Guided by an invisible hand
The bank meltdown marks a turning point in our thinking about how the world works writes the Nobel L
By Joseph Stiglitz Published 16 October 2008
Make no mistake: we are witnessing the biggest crisis since the Great Depression. In some ways it is worse than the Great Depression, because the latter did not involve these very complicated instruments - the derivatives that Warren Buffett has referred to as financial weapons of mass destruction; and we did not have anything close to the magnitude of today's cross-border finance.
The events of these weeks will be to market fundamentalism what the fall of the Berlin Wall was to communism. Last month in the United States almost 160,000 jobs were shed - making more than three-quarters of a million this year. My guess is that things will get considerably worse. I have been predicting this for some time, and so far, unfortunately, I have been right.
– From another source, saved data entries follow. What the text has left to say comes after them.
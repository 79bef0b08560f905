use std::collections::BTreeMap;

use serde::{Deserialize, Serialize};
use ts_rs::TS;
use uuid::Uuid;

use super::chart::{Chart, ChartKind, DataPoint};
use super::document::TextField;

/// Structured output of a content generation call: a partial document.
///
/// Only the fields the model actually produced are present. Merge it
/// into a [`super::document::PosterDocument`] with `merge`.
#[derive(Debug, Clone, Default, PartialEq, Serialize, Deserialize)]
#[serde(from = "RawGeneratedContent")]
#[serde(rename_all = "camelCase")]
pub struct GeneratedContent {
    pub fields: BTreeMap<TextField, String>,
    pub results_visual: Option<GeneratedVisual>,
    /// Setup diagram. Kept for callers; no layout has a slot for it.
    pub methods_visual: Option<GeneratedVisual>,
}

impl GeneratedContent {
    pub fn get(&self, field: TextField) -> Option<&str> {
        self.fields.get(&field).map(String::as_str)
    }

    /// Required fields the model failed to produce.
    pub fn missing(&self, required: &[TextField]) -> Vec<TextField> {
        required
            .iter()
            .copied()
            .filter(|f| !self.fields.contains_key(f))
            .collect()
    }
}

#[derive(Deserialize)]
#[serde(rename_all = "camelCase")]
struct RawGeneratedContent {
    title: Option<String>,
    authors: Option<String>,
    affiliation: Option<String>,
    #[serde(rename = "abstract")]
    abstract_text: Option<String>,
    introduction: Option<String>,
    methods: Option<String>,
    results: Option<String>,
    discussion: Option<String>,
    conclusions: Option<String>,
    references: Option<String>,
    contact_name: Option<String>,
    contact_org: Option<String>,
    contact_email: Option<String>,
    // The serialized form of `GeneratedContent` nests fields under `fields`.
    #[serde(default)]
    fields: BTreeMap<TextField, String>,
    results_visual: Option<GeneratedVisual>,
    methods_visual: Option<GeneratedVisual>,
}

impl From<RawGeneratedContent> for GeneratedContent {
    fn from(raw: RawGeneratedContent) -> Self {
        let mut fields = raw.fields;
        let pairs = [
            (TextField::Title, raw.title),
            (TextField::Authors, raw.authors),
            (TextField::Affiliation, raw.affiliation),
            (TextField::Abstract, raw.abstract_text),
            (TextField::Introduction, raw.introduction),
            (TextField::Methods, raw.methods),
            (TextField::Results, raw.results),
            (TextField::Discussion, raw.discussion),
            (TextField::Conclusions, raw.conclusions),
            (TextField::References, raw.references),
            (TextField::ContactName, raw.contact_name),
            (TextField::ContactOrg, raw.contact_org),
            (TextField::ContactEmail, raw.contact_email),
        ];
        for (field, value) in pairs {
            if let Some(value) = value {
                fields.insert(field, value);
            }
        }

        Self {
            fields,
            results_visual: raw.results_visual,
            methods_visual: raw.methods_visual,
        }
    }
}

/// A chart or diagram suggested by the generator.
#[derive(Debug, Clone, Default, PartialEq, Serialize, Deserialize)]
#[serde(rename_all = "camelCase")]
pub struct GeneratedVisual {
    /// `bar`, `line`, `pie` or `generic-svg`. Anything else is dropped.
    #[serde(rename = "type", default)]
    pub kind: String,
    #[serde(default)]
    pub title: String,
    #[serde(default)]
    pub x_axis_label: Option<String>,
    #[serde(default)]
    pub y_axis_label: Option<String>,
    #[serde(default)]
    pub data: Vec<DataPoint>,
    #[serde(default)]
    pub svg_content: Option<String>,
}

impl GeneratedVisual {
    pub fn chart_kind(&self) -> Option<ChartKind> {
        match self.kind.trim().to_ascii_lowercase().as_str() {
            "bar" => Some(ChartKind::Bar),
            "line" => Some(ChartKind::Line),
            "pie" => Some(ChartKind::Pie),
            "generic-svg" | "generic" | "svg" => Some(ChartKind::Generic),
            _ => None,
        }
    }

    /// Convert into a complete [`Chart`], or `None` when the visual is
    /// unusable: unknown kind, a data chart with no points or non-finite
    /// values, or a generic visual without markup.
    pub fn into_chart(self) -> Option<Chart> {
        let kind = self.chart_kind()?;
        match kind {
            ChartKind::Generic => {
                let svg = self.svg_content.filter(|s| !s.trim().is_empty())?;
                Some(Chart {
                    kind,
                    title: self.title,
                    x_axis_label: self.x_axis_label.unwrap_or_default(),
                    y_axis_label: self.y_axis_label.unwrap_or_default(),
                    data: Vec::new(),
                    svg_content: Some(svg),
                })
            }
            _ => {
                if self.data.is_empty() || self.data.iter().any(|p| !p.value.is_finite()) {
                    return None;
                }
                Some(Chart {
                    kind,
                    title: self.title,
                    x_axis_label: self.x_axis_label.unwrap_or_default(),
                    y_axis_label: self.y_axis_label.unwrap_or_default(),
                    data: self.data,
                    svg_content: None,
                })
            }
        }
    }
}

/// An auditable record of one generation call.
#[derive(Debug, Clone, Serialize, Deserialize, TS)]
#[ts(export)]
pub struct GenerationTransaction {
    pub id: Uuid,
    pub model_id: String,
    pub status: GenerationStatus,
    pub input_tokens: u64,
    pub output_tokens: u64,
    pub created_at: jiff::Timestamp,
}

#[derive(Debug, Clone, Copy, PartialEq, Eq, Serialize, Deserialize, TS)]
#[serde(rename_all = "snake_case")]
#[ts(export)]
pub enum GenerationStatus {
    Pending,
    Complete,
    Failed,
    Cancelled,
}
There are several reasons for my pessimism. The extreme credit crunch is a result of the banks having lost a lot of capital. And there is still uncertainty about the value of the toxic mortgages and other complex products on their balance sheets. The US economy has been fuelled by a consumption binge. With average savings at zero, many people borrowed to live beyond their means. When you cut off that credit you reduce consumption. This, in turn, will dampen the US economy, which helps keep the global economy growing. The American consumer has not only sustained the US economy, he has sustained the global economy. The richest country in the world has been living beyond its means and telling the rest of the world it should be thankful because America fuelled global economic growth.
There are further reasons for my pessimism about short-term economic prospects, in America and Europe. In the second quarter of this year, growth in the US would have been negative were it not for the growth in exports. But with the slowdown in Europe and problems in Asia it is difficult to see how we can maintain net export growth. The strengthening of the dollar - due not to greater confidence in the US but to reduced confidence in Europe - will make matters worse. The fall of energy prices will help a little, but not enough.
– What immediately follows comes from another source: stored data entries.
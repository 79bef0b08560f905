//! Integration test against the real Bedrock runtime.
//!
//! Requires valid credentials in the environment and model access in
//! us-east-1.
//!
//! Run with: `cargo test -p poster-bedrock --test live -- --ignored`

use poster_bedrock::bedrock::BedrockGenerator;
use poster_bedrock::generator::ContentGenerator;
use poster_core::models::generation::GenerationStatus;

#[tokio::test]
#[ignore]
async fn generates_a_poster_from_notes() {
    let config = aws_config::defaults(aws_config::BehaviorVersion::latest())
        .region(aws_config::Region::new("us-east-1"))
        .load()
        .await;
    let model_id = std::env::var("POSTER_MODEL_ID")
        .unwrap_or_else(|_| "us.anthropic.claude-sonnet-4-6".to_string());
    let generator = BedrockGenerator::new(&config, model_id);

    let result = generator
        .generate("Does music tempo affect how fast people type?")
        .await
        .expect("generation should succeed");

    assert_eq!(result.transaction.status, GenerationStatus::Complete);
    assert!(result.transaction.output_tokens > 0);
    println!("{:#?}", result.content);
}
Treasury Secretary Hank Paulson has now come up with a new bailout scheme. The original plan - buying up the thousands of "troubled assets" (read: bad loans and complex products based on them that Wall Street created) - was badly designed and rife with problems. How would they have been priced? Call in the same Wall Street experts who got us into the mess and mispriced risk before? It is a heads I win, tails you lose situation.
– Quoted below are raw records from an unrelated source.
use poster_core::color::Color;
use poster_core::models::chart::ChartKind;
use poster_core::models::document::PosterDocument;
use poster_core::models::layout::LayoutId;
use poster_core::models::theme::{Motif, Theme};
use poster_core::visual::{BlockKind, Extent, Placement, Rect, SectionRole, VisualBlock};
use poster_layout::constants::{CANVAS, HEADER_HEIGHT};
use poster_layout::layouts::{arrow_color, materials_preview};
use poster_layout::{render, scaled_size};
use poster_themes::{default_theme, get_theme, list_themes};

fn sections_with_text(doc: &PosterDocument) -> Vec<(SectionRole, &str)> {
    vec![
        (SectionRole::Abstract, doc.abstract_text.as_str()),
        (SectionRole::Introduction, doc.introduction.as_str()),
        (SectionRole::Methods, doc.methods.as_str()),
        (SectionRole::Results, doc.results.as_str()),
        (SectionRole::Discussion, doc.discussion.as_str()),
        (SectionRole::Conclusions, doc.conclusions.as_str()),
        (SectionRole::References, doc.references.as_str()),
    ]
}

fn rich_document() -> PosterDocument {
    let mut doc = PosterDocument::initial();
    doc.introduction = "First paragraph.\nSecond paragraph.".to_string();
    doc.methods = "m".repeat(500);
    doc.discussion = String::new();
    doc
}

#[test]
fn render_is_deterministic() {
    let doc = rich_document();
    for theme in list_themes() {
        for layout in LayoutId::ALL {
            assert_eq!(
                render(&doc, theme, layout),
                render(&doc, theme, layout),
                "{layout} / {}",
                theme.id
            );
        }
    }
}

#[test]
fn classic_initial_document() {
    let doc = PosterDocument::initial();
    let tree = render(&doc, default_theme(), LayoutId::Classic);

    let sidebar = tree
        .body
        .walk()
        .find(|b| matches!(b.kind, BlockKind::Sidebar))
        .expect("classic has a sidebar");
    let abstract_block = sidebar.find_section(SectionRole::Abstract).unwrap();
    assert_eq!(abstract_block.section_text().unwrap(), doc.abstract_text);
    assert!(sidebar.find_section(SectionRole::Contact).is_some());

    let columns = &tree.body.children[1];
    assert_eq!(columns.children.len(), 3);
    assert!(columns.children.iter().all(|c| matches!(c.kind, BlockKind::Column)));

    let figures: Vec<_> = tree.chart_figures().collect();
    assert_eq!(figures.len(), 1);
    assert_eq!(figures[0].kind, ChartKind::Bar);
    assert!((figures[0].effective_max.unwrap() - 96.8).abs() < 1e-9);
}

#[test]
fn section_text_is_verbatim_in_every_layout() {
    let doc = rich_document();
    let theme = get_theme("crimson").unwrap();
    for layout in LayoutId::ALL {
        let tree = render(&doc, theme, layout);
        for (role, text) in sections_with_text(&doc) {
            if let Some(block) = tree.find_section(role) {
                assert_eq!(block.section_text().unwrap(), text, "{layout}: {role:?}");
            } else {
                assert_eq!(layout, LayoutId::Cycle, "{layout} is missing {role:?}");
            }
        }
    }
}

#[test]
fn cycle_shows_the_four_flow_sections() {
    let doc = rich_document();
    let tree = render(&doc, default_theme(), LayoutId::Cycle);
    for role in [
        SectionRole::Introduction,
        SectionRole::Conclusions,
        SectionRole::Methods,
        SectionRole::Results,
        SectionRole::Materials,
    ] {
        assert!(tree.find_section(role).is_some(), "{role:?}");
    }
}

#[test]
fn paragraphs_split_on_line_breaks() {
    let doc = rich_document();
    let tree = render(&doc, default_theme(), LayoutId::Standard);

    match &tree.find_section(SectionRole::Introduction).unwrap().kind {
        BlockKind::TextSection { paragraphs, .. } => {
            assert_eq!(paragraphs, &vec!["First paragraph.", "Second paragraph."]);
        }
        _ => unreachable!(),
    }
    match &tree.find_section(SectionRole::Discussion).unwrap().kind {
        BlockKind::TextSection { paragraphs, .. } => assert_eq!(paragraphs, &vec![""]),
        _ => unreachable!(),
    }
}

#[test]
fn materials_node_truncates_methods() {
    let doc = rich_document();
    let tree = render(&doc, default_theme(), LayoutId::Cycle);
    let text = tree
        .find_section(SectionRole::Materials)
        .unwrap()
        .section_text()
        .unwrap();
    assert_eq!(text.len(), 303);
    assert_eq!(&text[..300], &doc.methods[..300]);
    assert!(text.ends_with("..."));
}

#[test]
fn materials_preview_counts_characters() {
    let short = materials_preview("short");
    assert_eq!(short, "short...");

    let accented = "é".repeat(301);
    let preview = materials_preview(&accented);
    assert_eq!(preview.chars().count(), 303);
}

#[test]
fn missing_chart_keeps_its_slot() {
    let mut doc = PosterDocument::initial();
    doc.chart = None;
    for layout in LayoutId::ALL {
        let tree = render(&doc, default_theme(), layout);
        assert_eq!(tree.chart_figures().count(), 0, "{layout}");
        let frame = tree
            .body
            .walk()
            .find(|b| matches!(b.kind, BlockKind::Frame))
            .unwrap_or_else(|| panic!("{layout} dropped the chart frame"));
        match &frame.children[0].kind {
            BlockKind::Placeholder { lines } => assert_eq!(lines[0].text, "No Chart Data"),
            other => panic!("{layout}: expected placeholder, got {other:?}"),
        }
    }
}

#[test]
fn header_is_the_same_for_every_layout() {
    let doc = PosterDocument::initial();
    let theme = default_theme();
    let reference = render(&doc, theme, LayoutId::Classic).header;
    for layout in LayoutId::ALL {
        assert_eq!(render(&doc, theme, layout).header, reference, "{layout}");
    }
}

#[test]
fn header_uses_primary_band_and_title_text() {
    let doc = PosterDocument::initial();
    let theme = get_theme("ocean").unwrap();
    let tree = render(&doc, theme, LayoutId::Visual);

    assert_eq!(tree.header.style.background, Some(theme.colors.primary));
    assert_eq!(
        tree.header.placement.rect(),
        Some(Rect::new(0.0, 0.0, CANVAS.width, HEADER_HEIGHT))
    );
    let logos = tree
        .header
        .walk()
        .filter(|b| matches!(b.kind, BlockKind::LogoBox { .. }))
        .count();
    assert_eq!(logos, 2);

    let title = tree
        .header
        .walk()
        .find_map(|b| match &b.kind {
            BlockKind::TitleBlock { title, .. } => Some(title),
            _ => None,
        })
        .unwrap();
    assert_eq!(title.text, doc.title);
    assert_eq!(title.style.color, theme.colors.sidebar_text);
}

#[test]
fn overlay_follows_motif_table() {
    let doc = PosterDocument::initial();
    let motif = |id: &str| {
        render(&doc, get_theme(id).unwrap(), LayoutId::Classic)
            .overlay()
            .map(|o| o.motif)
    };
    assert_eq!(motif("eco"), Some(Motif::CurvedLeaf));
    assert_eq!(motif("ocean"), Some(Motif::Wave));
    assert_eq!(motif("minimal"), Some(Motif::ConcentricCircles));
    assert_eq!(motif("crimson"), Some(Motif::DiamondGrid));
    assert_eq!(motif("nature"), Some(Motif::LeafSilhouette));
}

#[test]
fn unknown_theme_id_has_no_overlay() {
    let custom = Theme {
        id: "custom",
        name: "Custom",
        ..*default_theme()
    };
    let tree = render(&PosterDocument::initial(), &custom, LayoutId::Classic);
    assert!(tree.overlay().is_none());
}

#[test]
fn absolute_blocks_stay_on_the_canvas() {
    let canvas = Rect::new(0.0, 0.0, CANVAS.width, CANVAS.height);
    let doc = rich_document();
    for layout in LayoutId::ALL {
        let tree = render(&doc, default_theme(), layout);
        for block in tree.walk() {
            if let Some(rect) = block.placement.rect() {
                assert!(canvas.contains(&rect), "{layout}: {rect:?} leaves the canvas");
            }
        }
    }
}

#[test]
fn visual_centre_column_is_double_width() {
    let tree = render(&PosterDocument::initial(), default_theme(), LayoutId::Visual);
    let widths: Vec<f64> = tree
        .body
        .children
        .iter()
        .filter_map(|c| match c.placement {
            Placement::Flow {
                width: Extent::Fixed(w),
                ..
            } => Some(w),
            _ => None,
        })
        .collect();
    assert_eq!(widths, vec![1140.0, 2328.0, 1140.0]);
}

#[test]
fn cycle_arrow_color_avoids_pale_accent() {
    assert_eq!(
        arrow_color(get_theme("eco").unwrap()),
        Color::from_hex("#fca5a5").unwrap()
    );
    let ocean = get_theme("ocean").unwrap();
    assert_eq!(arrow_color(ocean), ocean.colors.accent);

    let tree = render(&PosterDocument::initial(), ocean, LayoutId::Cycle);
    let arrows: Vec<&VisualBlock> = tree
        .body
        .walk()
        .filter(|b| matches!(b.kind, BlockKind::Arrow { .. }))
        .collect();
    assert_eq!(arrows.len(), 4);
    match &arrows[0].kind {
        BlockKind::Arrow { path, stroke, .. } => {
            assert_eq!(path.to_svg(), "M 1200 800 Q 800 2000 1000 2500");
            assert_eq!(stroke.width, 24.0);
        }
        _ => unreachable!(),
    }
}

#[test]
fn switching_layout_keeps_header_text() {
    let doc = rich_document();
    let theme = get_theme("slate").unwrap();
    let a = render(&doc, theme, LayoutId::Geometric);
    let b = render(&doc, theme, LayoutId::Research);
    assert_eq!(a.header, b.header);
    assert_ne!(a.body, b.body);
}

#[test]
fn research_closes_with_acknowledgements() {
    let tree = render(&PosterDocument::initial(), default_theme(), LayoutId::Research);
    let ack = tree.find_section(SectionRole::Acknowledgements).unwrap();
    assert!(ack.section_text().unwrap().starts_with("We thank"));
}

#[test]
fn scaled_size_preserves_aspect_ratio() {
    let tree = render(&PosterDocument::initial(), default_theme(), LayoutId::Classic);
    let size = scaled_size(&tree, 0.25);
    assert_eq!(size.width, 1200.0);
    assert_eq!(size.height, 900.0);
    assert_eq!(tree.canvas, CANVAS);
}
The worry is that the taxpayer will be left holding the short end of the stick.
The British approach, which Paulson seems to be following, is far better, involving capital injections into banks, with preferred shares to protect against losses and warrants to share in some of the upside potential. This is the approach that I - along with most US economists and people with good street sense, like George Soros - had been saying America should adopt.
Ironically, though Paulson wouldn't listen to us, he seems to have listened to Gordon Brown.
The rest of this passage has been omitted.